THE ROLE OF OXYRADICALS IN INTRACELLULAR PROTEOLYSIS AND TOXICITY IN MUSSELS

Studies were performed on the common mussel, M. edulis L., to determine whether copper (Cu) exposure can affect the extent to which digestive cell proteins are oxidised and whether such oxidative damage is mediated by free radicals. Three age groups of mussels were exposed for 6 days to environmentally realistic concentrations of Cu and then digestive gland homogenates were examined for evidence of protein carbonyl formation. Significant increases in carbonyls relative to untreated control mussels were seen for the youngest (2-4 year-old) and oldest (greater-than-or-equal-to 10 year-old) mussels only after exposure for 6 days, followed by recovery from exposure for a further 6 days. Untreated mussels also showed an age-related difference in protein oxidation, with a significantly lower concentration in the youngest animals (2-4 year olds).
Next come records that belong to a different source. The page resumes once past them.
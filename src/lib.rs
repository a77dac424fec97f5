#![cfg_attr(docsrs, feature(doc_auto_cfg))]
#![forbid(unsafe_code)]

//! Loads 3D models one at a time and turns them into renderable, upright scene objects.
//!
//! See [`loader::ModelLoader`] for the entry point, and the `load_model` demo for a complete
//! load driven end to end.

/// `use meshview::prelude::*;` to import the most common types.
pub mod prelude;

/// Input files and the transient resources a load creates.
pub mod asset {
    pub use meshview_asset::*;
}

/// The staged, single-flight model loading pipeline.
pub mod loader {
    pub use meshview_loader::*;
}

/// Logging setup.
#[cfg(feature = "log")]
pub mod log {
    pub use meshview_log::*;
}

/// Scene objects, meshes and materials produced by a conversion.
pub mod scene {
    pub use meshview_scene::*;
}

/// Single-threaded task execution.
pub mod tasks {
    pub use meshview_tasks::*;
}

/// Transforms and up axis correction.
pub mod transform {
    pub use meshview_transform::*;
}
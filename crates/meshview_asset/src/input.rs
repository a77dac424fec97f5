use std::{
    path::{Path, PathBuf},
    sync::Arc,
};

use percent_encoding::percent_decode_str;

/// Where the bytes of an [`InputFile`] come from.
#[derive(Debug, Clone, PartialEq, Eq)]
pub enum FileSource {
    /// A remote file, fetched by the importer.
    Url(String),
    /// A file on the local filesystem.
    Path(PathBuf),
    /// A file already held in memory, for example one picked in a file dialog.
    Memory(Arc<[u8]>),
}

/// One of the files handed to an import.
///
/// A model may span several files (a mesh file plus its material library and textures). The
/// importer picks the main file among them and resolves the others by [`InputFile::name`].
#[derive(Debug, Clone, PartialEq, Eq)]
pub struct InputFile {
    name: String,
    source: FileSource,
}

impl InputFile {
    /// Creates an input file with an explicit name.
    pub fn new(name: impl Into<String>, source: FileSource) -> Self {
        Self {
            name: name.into(),
            source,
        }
    }

    /// Creates an input file for `url`, naming it after the URL's last path segment.
    pub fn from_url(url: impl Into<String>) -> Self {
        let url = url.into();
        Self::new(file_name_from_url(&url), FileSource::Url(url))
    }

    /// Creates an input file for a local path, naming it after the path's file name.
    pub fn from_path(path: impl Into<PathBuf>) -> Self {
        let path = path.into();
        let name = path
            .file_name()
            .map(|name| name.to_string_lossy().into_owned())
            .unwrap_or_default();
        Self::new(name, FileSource::Path(path))
    }

    /// Creates an input file from bytes already in memory.
    pub fn from_bytes(name: impl Into<String>, bytes: impl Into<Arc<[u8]>>) -> Self {
        Self::new(name, FileSource::Memory(bytes.into()))
    }

    /// The file name, including its extension.
    pub fn name(&self) -> &str {
        &self.name
    }

    /// Where the file's bytes come from.
    pub fn source(&self) -> &FileSource {
        &self.source
    }

    /// Returns the lowercase extension of the file name, without the preceding dot.
    pub fn extension(&self) -> Option<String> {
        Path::new(&self.name)
            .extension()
            .map(|extension| extension.to_string_lossy().to_lowercase())
    }
}

/// Returns the decoded last path segment of `url`, ignoring any query or fragment.
pub fn file_name_from_url(url: &str) -> String {
    let end = url.find(['?', '#']).unwrap_or(url.len());
    let path = &url[..end];
    let segment = path.rsplit('/').next().unwrap_or(path);
    percent_decode_str(segment).decode_utf8_lossy().into_owned()
}

/// Turns a list of URLs into input files.
pub fn input_files_from_urls<I>(urls: I) -> Vec<InputFile>
where
    I: IntoIterator,
    I::Item: Into<String>,
{
    urls.into_iter().map(InputFile::from_url).collect()
}

/// Turns a list of local paths into input files.
pub fn input_files_from_paths<I>(paths: I) -> Vec<InputFile>
where
    I: IntoIterator,
    I::Item: Into<PathBuf>,
{
    paths.into_iter().map(InputFile::from_path).collect()
}

#[cfg(test)]
mod tests {
    use super::*;

    #[test]
    fn url_names_drop_query_and_fragment() {
        assert_eq!(
            file_name_from_url("https://example.com/models/teapot.obj?raw=true#top"),
            "teapot.obj"
        );
        assert_eq!(file_name_from_url("teapot.stl"), "teapot.stl");
    }

    #[test]
    fn url_names_are_percent_decoded() {
        assert_eq!(
            file_name_from_url("https://example.com/my%20model.3ds"),
            "my model.3ds"
        );
    }

    #[test]
    fn extension_is_lowercase() {
        let file = InputFile::from_url("https://example.com/Scene.GLB");
        assert_eq!(file.name(), "Scene.GLB");
        assert_eq!(file.extension().as_deref(), Some("glb"));
        assert_eq!(InputFile::from_bytes("README", Vec::<u8>::new()).extension(), None);
    }

    #[test]
    fn builds_lists_from_urls_and_paths() {
        let urls = input_files_from_urls(["https://a.org/x.obj", "https://a.org/x.mtl"]);
        assert_eq!(
            urls.iter().map(InputFile::name).collect::<Vec<_>>(),
            ["x.obj", "x.mtl"]
        );
        assert_eq!(
            urls[0].source(),
            &FileSource::Url("https://a.org/x.obj".to_string())
        );

        let paths = input_files_from_paths(["assets/models/cube.off"]);
        assert_eq!(paths[0].name(), "cube.off");
        assert!(matches!(paths[0].source(), FileSource::Path(_)));
    }
}
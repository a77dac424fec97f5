//! Loads a small in-memory model and logs every step of the load.
//!
//! Run with `RUST_LOG=debug` to also see what the loader does internally.

use meshview::{
    log::{LogSettings, error, info},
    prelude::*,
    scene::ShaderPrecision,
    tasks::yield_now,
};

/// A model made of named parts, each with a triangle count.
#[derive(Debug)]
struct PartsModel {
    parts: Vec<(String, usize)>,
}

/// Reads `name triangles` lines from every `.parts` file.
struct PartsImporter;

impl Importer for PartsImporter {
    type Model = PartsModel;

    async fn import_files(
        &self,
        files: &[InputFile],
        _settings: &ImportSettings,
        context: &mut ImportContext<'_, PartsModel>,
    ) -> Result<ImportResult<PartsModel>, ImportError> {
        context.load_started();
        for (index, _) in files.iter().enumerate() {
            context.file_list_progress(index + 1, files.len());
            context.file_load_progress(index + 1, files.len());
            yield_now().await;
        }
        context.import_started();

        let candidates: Vec<&InputFile> = files
            .iter()
            .filter(|file| file.extension().as_deref() == Some("parts"))
            .collect();
        let names = candidates
            .iter()
            .map(|file| file.name().to_string())
            .collect();
        let main_file = candidates[context.select_main_file(names).await?];

        let meshview::asset::FileSource::Memory(bytes) = main_file.source() else {
            return Err(ImportError::FailedToLoadFile {
                name: main_file.name().to_string(),
                message: "not in memory".to_string(),
            });
        };
        let parts: Vec<(String, usize)> = String::from_utf8_lossy(bytes)
            .lines()
            .filter_map(|line| {
                let (name, triangles) = line.split_once(' ')?;
                Some((name.to_string(), triangles.trim().parse().ok()?))
            })
            .collect();

        Ok(ImportResult {
            model: PartsModel { parts },
            main_file: main_file.name().to_string(),
            up_vector: Direction::Z,
        })
    }
}

/// Builds one mesh per part, all sharing the default material.
struct PartsConverter;

impl Converter for PartsConverter {
    type Model = PartsModel;

    async fn convert(
        &self,
        model: &PartsModel,
        params: &ConversionParams,
        context: &mut ConvertContext<'_, PartsModel>,
    ) -> Result<ConvertedModel, ConversionError> {
        let precision = if params.force_mediump_for_materials {
            ShaderPrecision::Medium
        } else {
            ShaderPrecision::Default
        };
        let material = Material::new(RgbColor::new(200, 200, 200))
            .with_name("default")
            .with_precision(precision)
            .into_shared();

        let mut object = SceneObject::new().with_name("parts");
        for (name, triangles) in &model.parts {
            context.create_resource_url(name.as_bytes().to_vec(), "text/plain");
            object.add_mesh(MeshNode::new(*triangles, material.clone()).with_name(name.clone()));
            yield_now().await;
            context.texture_loaded();
        }

        Ok(ConvertedModel {
            object,
            default_material: Some(material),
        })
    }
}

/// Logs every callback.
struct LogProgress;

impl LoadCallbacks<PartsModel> for LogProgress {
    fn on_load_start(&mut self) {
        info!("load started");
    }

    fn on_file_list_progress(&mut self, current: usize, total: usize) {
        info!("listed {current}/{total} files");
    }

    fn on_file_load_progress(&mut self, current: usize, total: usize) {
        info!("read {current}/{total} files");
    }

    fn on_import_start(&mut self) {
        info!("importing");
    }

    fn on_select_main_file(&mut self, candidates: &[String], selection: MainFileSelection) {
        info!("choosing {} out of {:?}", candidates[0], candidates);
        selection.select(0);
    }

    fn on_visualization_start(&mut self) {
        info!("building the scene");
    }

    fn on_texture_loaded(&mut self) {
        info!("resource ready");
    }

    fn on_model_finished(&mut self, result: ImportResult<PartsModel>, object: SceneObject) {
        info!(
            "loaded {} with {} meshes, rotated by {}",
            result.main_file,
            object.mesh_count(),
            object.transform.rotation
        );
    }

    fn on_load_error(&mut self, load_error: LoadError) {
        error!("load failed: {load_error}");
    }
}

fn main() {
    if let Err(log_error) = meshview::log::init(&LogSettings::default()) {
        error!("{log_error}");
    }

    let settings =
        match ModelLoaderSettings::from_ron("(driver: (high_float_precision: 23))") {
            Ok(settings) => settings,
            Err(settings_error) => {
                error!("{settings_error}");
                return;
            }
        };
    let mut loader = ModelLoader::new(
        PartsImporter,
        PartsConverter,
        &settings,
        LocalTaskPool::new(),
        ResourceRegistry::global(),
    );

    loader.load_model(
        vec![
            InputFile::from_bytes("robot.parts", b"head 120\nbody 480\nlegs 260\n".to_vec()),
            InputFile::from_bytes("robot-lowpoly.parts", b"body 40\n".to_vec()),
        ],
        ImportSettings::default(),
        LogProgress,
    );
    let ticks = loader.task_pool().tick_until_stalled();
    info!(
        "load settled after {ticks} ticks, {} resources held",
        loader.registry().len()
    );

    loader.replace_default_material_color(RgbColor::new(255, 128, 0));
    if let Some(material) = loader.default_material() {
        info!("default material is now {:?}", material.borrow().color);
    }

    loader.destroy();
    info!("{} resources left", ResourceRegistry::global().len());
}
Copper did not affect the levels of modified tryptophan or tyrosine residues or the extent of total lipid peroxidation in digestive gland homogenate. Significant depletion of total vitamin E (alpha-tocopherol) was seen only in young and medium-aged mussels following exposure for 6 days. The levels of protein carbonyl groups were increased in digestive cell cytosol and lighter lysosomes but not in heavier lysosomes or digestive gland microsomes following 5 days exposure to Cu. Dihydrorhodamine-123 was converted to fluorescent rhodamine-123 following sequestration into digestive cell lysosomes. The results suggest a link between the lysosomal sequestration of copper, a concomitant increase in the production of oxyradicals and the potential for intracellular oxidative damage, as well as an increased capacity for oxidative damage in older animals.